Alors je glisse et je disparais, je m'évade, je m'évanouis dans
son désir de me trouver ou dans mon désir d'être trouvé. Elle
ne se souvient pas de moi. Elle n'a pas même besoin de m'oublier.
―
Volupté. Opter. Aptitude.
Elle
essaie de sourire, mais ces mots la blessent. Ce sont les mots de
la brusquerie, de la trépidation. Elle les sent déchirés,
bousculés. Elle les déteste et elle les regrette. Elle les
chasse et elle voudrait les consoler.
Elle
sent l'appel de mille absences lointaines, broyées dans des
urgences factices. C'est moi qui l'appelle encore. Elle le sait.
Elle me redoute. Elle redoute la tempête quand je me fais tempête.
Elle s'approche pourtant, et je me calme. Elle me perd de vue
encore. Je lui échappe encore.
Lucie
me cherche. Elle ne me trouve pas. Alors elle oublie. Pendant des
semaines, elle se passe de moi. Puis elle me cherche de nouveau.

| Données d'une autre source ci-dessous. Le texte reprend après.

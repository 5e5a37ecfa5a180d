//! Slash-command schema for the shortcut commands and its registration.

use std::collections::HashMap;

use anyhow::{Context, Result};
use gha_relay_core::ShortcutCommand;
use serenity::all::{
    Command as ApplicationCommand, CommandDataOptionValue, CommandInteraction, CommandOptionType,
    CreateCommand, CreateCommandOption, GuildId, Http,
};

const SHORTCUT_OPTIONS: [(&str, &str); 2] = [
    ("owner", "Repository owner"),
    ("repo", "Repository name"),
];

pub fn shortcut_command_definitions() -> Vec<CreateCommand> {
    ShortcutCommand::ALL
        .iter()
        .map(|shortcut| {
            SHORTCUT_OPTIONS.iter().fold(
                CreateCommand::new(shortcut.name()).description(shortcut.description()),
                |command, (name, description)| {
                    command.add_option(
                        CreateCommandOption::new(CommandOptionType::String, *name, *description)
                            .required(true),
                    )
                },
            )
        })
        .collect()
}

/// Registers the shortcut commands on one guild, or globally when no guild is configured.
pub async fn register_shortcut_commands(http: &Http, guild_id: Option<GuildId>) -> Result<usize> {
    let definitions = shortcut_command_definitions();
    let registered = match guild_id {
        Some(guild_id) => guild_id
            .set_commands(http, definitions)
            .await
            .with_context(|| format!("failed to register slash commands for guild {guild_id}"))?,
        None => ApplicationCommand::set_global_commands(http, definitions)
            .await
            .context("failed to register global slash commands")?,
    };
    Ok(registered.len())
}

/// Collects the string options of an interaction by name.
pub(crate) fn interaction_arguments(interaction: &CommandInteraction) -> HashMap<String, String> {
    interaction
        .data
        .options
        .iter()
        .filter_map(|option| match &option.value {
            CommandDataOptionValue::String(value) => Some((option.name.clone(), value.clone())),
            _ => None,
        })
        .collect()
}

Elle est fatiguée. La vie est cruelle.
―
Montre-toi, me dit-elle d'une
voix triste.
Je
ne peux pas résister. Je me montre. Je brille autant que je peux.
J'essaie d'attirer son regard. Je crois qu'elle me voit.
―
Montre-toi, répète-t-elle.
Elle
ne m'a pas vu.
―
Je suis là. Me voilà.
―
Mais non, pas toi. Retire-toi.
Va-t'en. Tu vois bien que tu me déranges.
Je
m'éteins. Je me referme. Je sais bien pourtant que c'est moi
qu'elle cherche. Mais il est trop tôt, elle ne le sait pas
encore. Il faut patienter. Je me cacherai mieux, chaque jour un
peu mieux, chaque jour plus profond, jusqu'à ce que je sois assez
ténu pour qu'elle découvre enfin que c'est moi qu'elle cherche.